> **Exercise**
Which lines of the records below contain the word "await"? Copy each of them out.

# # # # #

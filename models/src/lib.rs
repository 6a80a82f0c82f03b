#![deny(clippy::all, clippy::pedantic)]
#![allow(
    clippy::module_name_repetitions,
    clippy::missing_errors_doc,
    clippy::must_use_candidate
)]

pub mod channel;
pub mod events;
pub mod guild;
pub mod id;
pub mod permissions;
pub mod role;
pub mod stats;
pub mod user;
use harmony_cache::{Cache, CacheError};
use harmony_http::{
    Client as HttpClient, Error as HttpError, RatelimitMode, Ratelimiter, Request, Route, Transport,
};
use harmony_models::{
    events::Event,
    guild::Region,
    id::GuildId,
    stats::Stats,
};
use serde::de::DeserializeOwned;
use serde_json::Value;
use std::sync::Arc;
use tokio::time::timeout;
use tracing::{debug, warn};

use crate::{config::Config, error::Error, guild::Guild};

pub struct SessionRef {
    cache: Cache,
    ratelimiter: Ratelimiter,
    transport: Arc<dyn Transport>,
    config: Config,
}

/// One authenticated session: the entity cache, the rate-limit gate and the
/// transport shared by every guild handle created from it.
///
/// The gate lives exactly as long as the session. Clones share all state.
#[derive(Clone)]
pub struct Session(Arc<SessionRef>);

impl Session {
    pub fn new(config: Config, transport: Arc<dyn Transport>, stats: Arc<Stats>) -> Self {
        let ratelimiter = Ratelimiter::with_stats(
            config.bucket_capacity,
            config.bucket_window,
            Arc::clone(&stats),
        );
        Self(Arc::new(SessionRef {
            cache: Cache::new(stats),
            ratelimiter,
            transport,
            config,
        }))
    }

    /// A session talking to the service over HTTPS
    pub fn with_http(config: Config, stats: Arc<Stats>) -> Self {
        let http = HttpClient::new(config.token.clone(), config.api_base.clone());
        Self::new(config, Arc::new(http), stats)
    }

    pub fn cache(&self) -> &Cache {
        &self.0.cache
    }

    pub fn ratelimiter(&self) -> &Ratelimiter {
        &self.0.ratelimiter
    }

    pub fn config(&self) -> &Config {
        &self.0.config
    }

    /// Apply a push notification from the event dispatcher
    pub fn update(&self, event: &Event) -> Result<(), CacheError> {
        self.0.cache.update(event)
    }

    /// A handle on a guild using the session's default rate-limit mode
    pub fn guild(&self, guild_id: impl Into<GuildId>) -> Guild {
        Guild::new(self.clone(), guild_id.into(), self.0.config.ratelimit_mode)
    }

    /// Fetch the voice regions offered by the service and cache them
    pub async fn fetch_regions(&self) -> Result<Vec<Region>, Error> {
        let regions = self
            .execute_as::<Vec<Region>>(Route::GetVoiceRegions, None, self.0.config.ratelimit_mode)
            .await?;
        self.0.cache.cache_regions(regions.iter().cloned());
        Ok(regions)
    }

    pub(crate) async fn execute_as<T: DeserializeOwned>(
        &self,
        route: Route<'_>,
        body: Option<Value>,
        mode: RatelimitMode,
    ) -> Result<T, Error> {
        let payload = self.execute(route, body, mode).await?;
        Ok(serde_json::from_value(payload)?)
    }

    /// Send a call through the rate-limit gate and the transport.
    ///
    /// A 429 drains the bucket. In [`RatelimitMode::Wait`] the call is then
    /// admitted again up to `max_retries` times, every other failure surfaces as is.
    pub(crate) async fn execute(
        &self,
        route: Route<'_>,
        body: Option<Value>,
        mode: RatelimitMode,
    ) -> Result<Value, Error> {
        let config = &self.0.config;
        let bucket = route.bucket();
        let request = Request {
            method: route.method(),
            path: route.to_string(),
            body,
        };

        let mut retries = 0;
        loop {
            self.0
                .ratelimiter
                .acquire(&bucket, mode, config.max_wait)
                .await?;

            debug!(method = %request.method, path = %request.path, "Issuing request");
            let fut = self.0.transport.request(request.clone());
            let result = match config.request_timeout {
                Some(duration) => match timeout(duration, fut).await {
                    Ok(result) => result,
                    Err(_) => Err(HttpError::Timeout),
                },
                None => fut.await,
            };

            match result {
                Ok(response) => {
                    if let Some(info) = response.ratelimit {
                        self.0.ratelimiter.update(&bucket, info);
                    }
                    return Ok(response.payload);
                }
                Err(HttpError::RateLimited {
                    retry_after,
                    global,
                }) => {
                    self.0.ratelimiter.exhaust(
                        &bucket,
                        retry_after.unwrap_or(config.bucket_window),
                        global,
                    );
                    if mode == RatelimitMode::Wait && retries < config.max_retries {
                        retries += 1;
                        warn!(bucket = %bucket, retry_after = ?retry_after, retries, "Rejected with 429, retrying");
                        continue;
                    }
                    return Err(HttpError::RateLimited {
                        retry_after,
                        global,
                    }
                    .into());
                }
                Err(err) => return Err(err.into()),
            }
        }
    }
}
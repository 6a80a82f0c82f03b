use harmony_http::{RatelimitMode, API_BASE};
use std::{
    env,
    error::Error as StdError,
    fmt::{Debug, Display, Formatter, Result as FmtResult},
    str::FromStr,
    time::Duration,
};

pub const CDN_BASE: &str = "https://cdn.discordapp.com";

/// Settings of one authenticated session
#[derive(Clone)]
pub struct Config {
    pub token: String,
    pub api_base: String,
    pub cdn_base: String,
    /// Default behaviour of the rate-limit gate, guilds can override it per handle
    pub ratelimit_mode: RatelimitMode,
    /// How many times a call rejected with 429 is retried in [`RatelimitMode::Wait`]
    pub max_retries: u32,
    /// Upper bound on the time a single admission may spend waiting for a bucket
    pub max_wait: Duration,
    pub request_timeout: Option<Duration>,
    pub bucket_capacity: u32,
    pub bucket_window: Duration,
}

impl Default for Config {
    fn default() -> Self {
        Self {
            token: String::new(),
            api_base: API_BASE.into(),
            cdn_base: CDN_BASE.into(),
            ratelimit_mode: RatelimitMode::Wait,
            max_retries: 3,
            max_wait: Duration::from_secs(30),
            request_timeout: Some(Duration::from_secs(30)),
            bucket_capacity: 5,
            bucket_window: Duration::from_secs(5),
        }
    }
}

impl Debug for Config {
    fn fmt(&self, f: &mut Formatter<'_>) -> FmtResult {
        f.debug_struct("Config")
            .field("token", &"<redacted>")
            .field("api_base", &self.api_base)
            .field("cdn_base", &self.cdn_base)
            .field("ratelimit_mode", &self.ratelimit_mode)
            .field("max_retries", &self.max_retries)
            .field("max_wait", &self.max_wait)
            .field("request_timeout", &self.request_timeout)
            .field("bucket_capacity", &self.bucket_capacity)
            .field("bucket_window", &self.bucket_window)
            .finish()
    }
}

#[derive(Debug, Clone, PartialEq, Eq)]
pub enum ConfigError {
    Missing(&'static str),
    Invalid { var: &'static str, value: String },
}

impl Display for ConfigError {
    fn fmt(&self, f: &mut Formatter<'_>) -> FmtResult {
        match self {
            ConfigError::Missing(var) => write!(f, "Expected {} in the environment", var),
            ConfigError::Invalid { var, value } => write!(f, "Invalid value for {} - {}", var, value),
        }
    }
}

impl StdError for ConfigError {}

impl Config {
    pub fn token(mut self, token: impl Into<String>) -> Self {
        self.token = token.into();
        self
    }

    pub fn api_base(mut self, api_base: impl Into<String>) -> Self {
        self.api_base = api_base.into();
        self
    }

    pub fn cdn_base(mut self, cdn_base: impl Into<String>) -> Self {
        self.cdn_base = cdn_base.into();
        self
    }

    pub fn ratelimit_mode(mut self, mode: RatelimitMode) -> Self {
        self.ratelimit_mode = mode;
        self
    }

    pub fn max_retries(mut self, retries: u32) -> Self {
        self.max_retries = retries;
        self
    }

    pub fn max_wait(mut self, max_wait: Duration) -> Self {
        self.max_wait = max_wait;
        self
    }

    pub fn request_timeout(mut self, timeout: Option<Duration>) -> Self {
        self.request_timeout = timeout;
        self
    }

    pub fn bucket(mut self, capacity: u32, window: Duration) -> Self {
        self.bucket_capacity = capacity;
        self.bucket_window = window;
        self
    }

    /// Reads the configuration from `HARMONY_*` environment variables
    pub fn from_env() -> Result<Self, ConfigError> {
        Self::from_lookup(|var| env::var(var).ok())
    }

    fn from_lookup(lookup: impl Fn(&str) -> Option<String>) -> Result<Self, ConfigError> {
        let defaults = Config::default();
        let token = lookup("HARMONY_TOKEN").ok_or(ConfigError::Missing("HARMONY_TOKEN"))?;

        let ratelimit_mode = match lookup("HARMONY_RATELIMIT_MODE").as_deref() {
            None => defaults.ratelimit_mode,
            Some("wait") => RatelimitMode::Wait,
            Some("fail") => RatelimitMode::FailFast,
            Some(other) => {
                return Err(ConfigError::Invalid {
                    var: "HARMONY_RATELIMIT_MODE",
                    value: other.into(),
                })
            }
        };
        let request_timeout = match parse::<u64>(&lookup, "HARMONY_REQUEST_TIMEOUT_MS")? {
            None => defaults.request_timeout,
            Some(0) => None,
            Some(ms) => Some(Duration::from_millis(ms)),
        };

        let bucket_capacity = parse(&lookup, "HARMONY_BUCKET_CAPACITY")?
            .unwrap_or(defaults.bucket_capacity);
        if bucket_capacity == 0 {
            return Err(ConfigError::Invalid {
                var: "HARMONY_BUCKET_CAPACITY",
                value: bucket_capacity.to_string(),
            });
        }
        let bucket_window = parse::<u64>(&lookup, "HARMONY_BUCKET_WINDOW_MS")?
            .map_or(defaults.bucket_window, Duration::from_millis);
        if bucket_window.is_zero() {
            return Err(ConfigError::Invalid {
                var: "HARMONY_BUCKET_WINDOW_MS",
                value: "0".into(),
            });
        }

        Ok(Self {
            token,
            api_base: lookup("HARMONY_API_BASE").unwrap_or(defaults.api_base),
            cdn_base: lookup("HARMONY_CDN_BASE").unwrap_or(defaults.cdn_base),
            ratelimit_mode,
            max_retries: parse(&lookup, "HARMONY_MAX_RETRIES")?.unwrap_or(defaults.max_retries),
            max_wait: parse(&lookup, "HARMONY_MAX_WAIT_MS")?
                .map_or(defaults.max_wait, Duration::from_millis),
            request_timeout,
            bucket_capacity,
            bucket_window,
        })
    }
}

fn parse<T: FromStr>(
    lookup: &impl Fn(&str) -> Option<String>,
    var: &'static str,
) -> Result<Option<T>, ConfigError> {
    match lookup(var) {
        Some(value) => value
            .parse::<T>()
            .map(Some)
            .map_err(|_| ConfigError::Invalid { var, value }),
        None => Ok(None),
    }
}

# # # # #

> **Output of the task**
            .await?;
        let payload = self.execute(route, body, mode).await?;
                .await?;
                Some(duration) => match timeout(duration, fut).await {
                None => fut.await,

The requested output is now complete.